Aluminum cans stolen from bins
Publication Date: Wednesday Nov 8, 1995

RECYCLING: Aluminum cans stolen from bins

High price of aluminum brings thieves to the curb

Although Palo Alto resident Len Coplestone sleeps in a room at the front of his house, he's never heard the bandits who come in the night to steal from his curbside recycling bin.

"I've never heard them," he says. "They take all my cans and leave the yellow box." Coplestone said thieves have taken his recyclables during the last six months.

Karen Gissibl, supervisor for the Palo Alto Recycling Program, said the city is affected by scavengers, as she calls them, whenever the market price for recycled goods is exceptionally high. "We've had a lot of problems the last eight months with people stealing recyclables because the market has been so extraordinary," she said. The current rate for aluminum is $2,242 per ton.

The city loses a lot of money to scavenging. The city has the most problems with the theft of aluminum cans.

Many of Palo Alto's homeless rely on revenue from recyclables for financial support. But city officials say whoever is responsible for this theft of aluminum is clearly responding to the market for aluminum and is taking a much higher volume of recyclables than the homeless ever have.

"We've dropped 30 percent in the last year on our volume of recycled aluminum," Gissibl said.

Detective Bob Beacom of the Palo Alto Police Department said there is no specific profile for people who scavenge. "It's random. Traditionally people think of scavengers as homeless, but there are other people out there who do it," he said. "It's dangerous to say that the only people doing it are homeless."

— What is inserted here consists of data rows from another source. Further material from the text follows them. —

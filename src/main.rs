use anyhow::{bail, Context, Result};
use clap::Parser;
use robot_staging::cli::{self, Cli, Commands};
use robot_staging::config::AppConfig;

mod main_runtime;

use main_runtime::{init_logging, init_logging_simple, shutdown_signal};

#[tokio::main]
async fn main() -> Result<()> {
    let cli = Cli::parse();

    if let Commands::Init { force } = &cli.command {
        init_logging_simple();
        return cli::init_config(&cli.config_dir, *force);
    }

    let app = AppConfig::load_from(&cli.config_dir).with_context(|| {
        format!("Failed to load configuration from {}", cli.config_dir.display())
    })?;
    if let Err(errors) = app.validate() {
        bail!("Invalid configuration: {}", errors.join("; "));
    }

    match &cli.command {
        Commands::Run => {
            let _guard = init_logging(&app.logging);
            cli::run_service(&app, shutdown_signal()).await?;
        }
        Commands::Show { target } => {
            init_logging_simple();
            cli::show_config(&app, target.as_deref())?;
        }
        Commands::Validate => {
            init_logging_simple();
            cli::validate_config(&app)?;
        }
        Commands::Set { target, patch } => {
            init_logging_simple();
            cli::set_config(&app, target, patch)?;
        }
        Commands::Init { .. } => {}
    }

    Ok(())
}
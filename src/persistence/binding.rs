//! Wiring between staging events and the persistence scheduler

use super::scheduler::{PersistAction, PersistenceScheduler};
use super::store::{save_entity, ConfigStore};
use crate::error::Result;
use crate::staging::{ConfigCollection, ConfigEntity, ConfigPair, SubscriptionId};
use std::sync::{Arc, Weak};
use tracing::debug;

/// Writes the latest effective value of a pair
struct PairWrite<T: ConfigEntity> {
    pair: Weak<ConfigPair<T>>,
    store: Arc<dyn ConfigStore>,
}

impl<T: ConfigEntity> PersistAction for PairWrite<T> {
    fn persist(&self) -> Result<()> {
        let Some(pair) = self.pair.upgrade() else {
            debug!("Skipping write for a dropped {} pair", T::KIND);
            return Ok(());
        };
        let effective = pair.effective();
        save_entity(self.store.as_ref(), pair.config_name(), &*effective)
    }
}

/// Writes the effective values of every collection member as one document
struct CollectionWrite<T: ConfigEntity> {
    collection: Weak<ConfigCollection<T>>,
    store: Arc<dyn ConfigStore>,
}

impl<T: ConfigEntity> PersistAction for CollectionWrite<T> {
    fn persist(&self) -> Result<()> {
        let Some(collection) = self.collection.upgrade() else {
            debug!("Skipping write for a dropped {} collection", T::KIND);
            return Ok(());
        };
        let snapshots = collection.effective_snapshots();
        save_entity(self.store.as_ref(), collection.name(), &snapshots)
    }
}

/// Scheduler key for a pair stored under its own name
pub fn pair_key(name: &str) -> String {
    format!("pair:{}", name)
}

pub fn collection_key(name: &str) -> String {
    format!("collection:{}", name)
}

/// Schedule a write of `pair` after every promotion
pub fn bind_pair<T: ConfigEntity>(
    pair: &Arc<ConfigPair<T>>,
    store: Arc<dyn ConfigStore>,
    scheduler: Arc<PersistenceScheduler>,
) -> SubscriptionId {
    let key = pair_key(pair.config_name());
    let action: Arc<dyn PersistAction> = Arc::new(PairWrite {
        pair: Arc::downgrade(pair),
        store,
    });
    pair.on_configuration_changed(move |_| scheduler.schedule(key.clone(), action.clone()))
}

/// Schedule a write of the whole collection on membership changes and
/// member promotions
pub fn bind_collection<T: ConfigEntity>(
    collection: &Arc<ConfigCollection<T>>,
    store: Arc<dyn ConfigStore>,
    scheduler: Arc<PersistenceScheduler>,
) -> SubscriptionId {
    let key = collection_key(collection.name());
    let action: Arc<dyn PersistAction> = Arc::new(CollectionWrite {
        collection: Arc::downgrade(collection),
        store,
    });
    collection.on_changed(move |_| scheduler.schedule(key.clone(), action.clone()))
}

#[cfg(test)]
mod tests {
    use super::*;
    use crate::domain::{GeneralSettings, StrategySettings};
    use crate::persistence::store::{load_or_default, MemoryStore};
    use crate::persistence::SchedulerConfig;
    use std::time::{Duration, Instant};

    fn immediate() -> Arc<PersistenceScheduler> {
        Arc::new(PersistenceScheduler::new(SchedulerConfig {
            min_delay: Duration::ZERO,
            poll_interval: Duration::from_millis(5),
        }))
    }

    #[test]
    fn test_burst_of_promotions_writes_final_state_once() {
        let store = Arc::new(MemoryStore::new());
        let scheduler = immediate();
        let pair = Arc::new(ConfigPair::<GeneralSettings>::with_defaults("general"));
        bind_pair(&pair, store.clone(), scheduler.clone());

        let t0 = Instant::now();
        scheduler.poll(t0);
        for orders in 11..=20 {
            assert!(pair.edit_ui(|ui| ui.max_open_orders = orders).is_promoted());
        }
        let report = PersistenceScheduler::run_batch(scheduler.poll(t0));

        assert_eq!(report.written, 1);
        assert_eq!(store.write_count(), 1);
        let saved: GeneralSettings = load_or_default(store.as_ref(), "general").unwrap();
        assert_eq!(saved.max_open_orders, 20);
    }

    #[test]
    fn test_rejected_edit_schedules_nothing() {
        let store = Arc::new(MemoryStore::new());
        let scheduler = immediate();
        let pair = Arc::new(ConfigPair::<GeneralSettings>::with_defaults("general"));
        bind_pair(&pair, store, scheduler.clone());

        assert!(pair.edit_ui(|ui| ui.max_open_orders = 0).is_rejected());
        assert_eq!(scheduler.pending(), 0);
    }

    #[test]
    fn test_dropped_pair_is_a_noop() {
        let store = Arc::new(MemoryStore::new());
        let scheduler = immediate();
        let pair = Arc::new(ConfigPair::<GeneralSettings>::with_defaults("general"));
        bind_pair(&pair, store.clone(), scheduler.clone());

        pair.edit_ui(|ui| ui.trading_enabled = true);
        drop(pair);

        let report = scheduler.flush_all();
        assert_eq!(report.written, 1);
        assert_eq!(store.write_count(), 0);
    }

    #[test]
    fn test_collection_membership_and_promotions_persist() {
        let store = Arc::new(MemoryStore::new());
        let scheduler = immediate();
        let collection = Arc::new(ConfigCollection::<StrategySettings>::new("strategies"));
        bind_collection(&collection, store.clone(), scheduler.clone());

        let eur = collection
            .add_entity(StrategySettings::new("EURUSD"))
            .unwrap();
        collection
            .add_entity(StrategySettings::new("GBPUSD"))
            .unwrap();
        eur.edit_ui(|ui| ui.rate = 9.0);
        assert_eq!(scheduler.pending(), 1);

        scheduler.flush_all();
        let saved: Vec<StrategySettings> =
            load_or_default(store.as_ref(), "strategies").unwrap();
        assert_eq!(saved.len(), 2);
        assert_eq!(saved[0].rate, 9.0);
        assert_eq!(saved[1].instrument_id, "GBPUSD");
    }
}
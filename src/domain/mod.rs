//! Robot configuration entities

pub mod curve;
pub mod general;
pub mod period;
pub mod strategy;

pub use curve::{CurveKey, CurveModel, CurvePoint, CurveSample, CurveSnapshot};
pub use general::{GeneralSettings, LOG_LEVELS};
pub use period::TradingPeriod;
pub use strategy::{StrategySettings, MAX_RATE};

Under the present recycling system, in which residents leave materials on their curb for pickup, there is little that can be done to solve the problem.

"Unfortunately, unless the police see it happening, they can't do much," Gissibl said. "If anyone sees a theft in progress, they should call 911."

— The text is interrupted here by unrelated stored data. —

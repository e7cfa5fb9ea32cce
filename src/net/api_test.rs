use super::*;
use crate::test_helpers::MockTransport;
use serde_json::json;

#[test]
fn path_helpers_format_expected_paths() {
    assert_eq!(user_path("u123"), "/users/u123");
    assert_eq!(notification_read_path("n9"), "/notifications/n9/read");
    assert_eq!(leaderboard_path("c1"), "/courses/c1/leaderboard");
}

#[test]
fn path_helpers_encode_ids_as_single_segments() {
    assert_eq!(path_segment("a b+c"), "a%20b%2Bc");
    assert_eq!(user_path("../admin"), "/users/..%2Fadmin");
    assert_eq!(notification_read_path("n?1#x"), "/notifications/n%3F1%23x/read");
    assert_eq!(leaderboard_path("c 1"), "/courses/c%201/leaderboard");
}

#[test]
fn request_failed_message_formats_status() {
    assert_eq!(request_failed_message(502), "Request failed with status 502");
}

#[test]
fn envelope_message_prefers_message_then_error() {
    assert_eq!(envelope_message(&json!({ "message": "Invalid OTP" })).as_deref(), Some("Invalid OTP"));
    assert_eq!(envelope_message(&json!({ "error": "Too many requests" })).as_deref(), Some("Too many requests"));
    assert_eq!(envelope_message(&json!("Bad Gateway")).as_deref(), Some("Bad Gateway"));
    assert_eq!(envelope_message(&json!({ "message": "  " })), None);
    assert_eq!(envelope_message(&json!({ "message": 5 })), None);
    assert_eq!(envelope_message(&Value::Null), None);
}

#[test]
fn http_error_falls_back_to_status_text() {
    assert_eq!(
        http_error(500, &Value::Null),
        AuthError::Http { status: 500, message: "Request failed with status 500".to_owned() }
    );
}

#[test]
fn endpoint_joins_base_and_path() {
    let api = ApiClient::new(MockTransport::new(), "https://api.test/v1/");
    assert_eq!(api.base_url(), "https://api.test/v1");
    assert_eq!(api.endpoint("/auth/login"), "https://api.test/v1/auth/login");
    assert_eq!(api.endpoint("courses"), "https://api.test/v1/courses");
}

#[test]
fn parse_body_handles_empty_and_plain_text() {
    use crate::net::transport::parse_body;
    assert_eq!(parse_body(""), Value::Null);
    assert_eq!(parse_body("{\"a\":1}"), json!({ "a": 1 }));
    assert_eq!(parse_body("oops"), json!("oops"));
}

#[tokio::test]
async fn request_sends_bearer_and_body() {
    let transport = MockTransport::new();
    transport.respond(200, json!({ "ok": true }));
    let api = ApiClient::new(transport.clone(), "https://api.test");

    let body = api.post("/support-tickets", Some("tok"), json!({ "subject": "x" })).await.unwrap();
    assert_eq!(body, json!({ "ok": true }));

    let sent = transport.last_request();
    assert_eq!(sent.method, Method::Post);
    assert_eq!(sent.url, "https://api.test/support-tickets");
    assert_eq!(sent.bearer.as_deref(), Some("tok"));
    assert_eq!(sent.body, Some(json!({ "subject": "x" })));
}

#[tokio::test]
async fn non_success_status_becomes_http_error() {
    let transport = MockTransport::new();
    transport.respond(400, json!({ "message": "Phone already registered" }));
    let api = ApiClient::new(transport, "https://api.test");

    let err = api.get("/users/me", None).await.unwrap_err();
    assert_eq!(err, AuthError::Http { status: 400, message: "Phone already registered".to_owned() });
}

#[tokio::test]
async fn transport_failure_propagates() {
    let transport = MockTransport::new();
    transport.fail(AuthError::Network("connection refused".to_owned()));
    let api = ApiClient::new(transport, "https://api.test");

    let err = api.get("/users/me", None).await.unwrap_err();
    assert_eq!(err, AuthError::Network("connection refused".to_owned()));
}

She added that the police can also take action if they have a license plate number and a description of the person. Although scavenging is classified as theft, it is only an infraction, not a misdemeanor.

Gissibl suggests that Palo Alto residents not put recyclables out until the morning of the pickup. Coplestone has found the whole situation so frustrating that he now throws his cans out with the rest of the garbage and lets the city retrieve them at the dump.

Gissibl does not recommend this method of dealing with recycled goods, because residents will lose their financial incentives to reduce waste volume--the more garbage your put out, the more you pay--and retrieved materials often earn a lower-than-market rate.

Coplestone, who felt strongly enough to write a letter to the Weekly about scavenging, does not think city officials are providing adequate solutions. "I don't know how the city can solve the problem with the way they have the recycling program set up now," he said.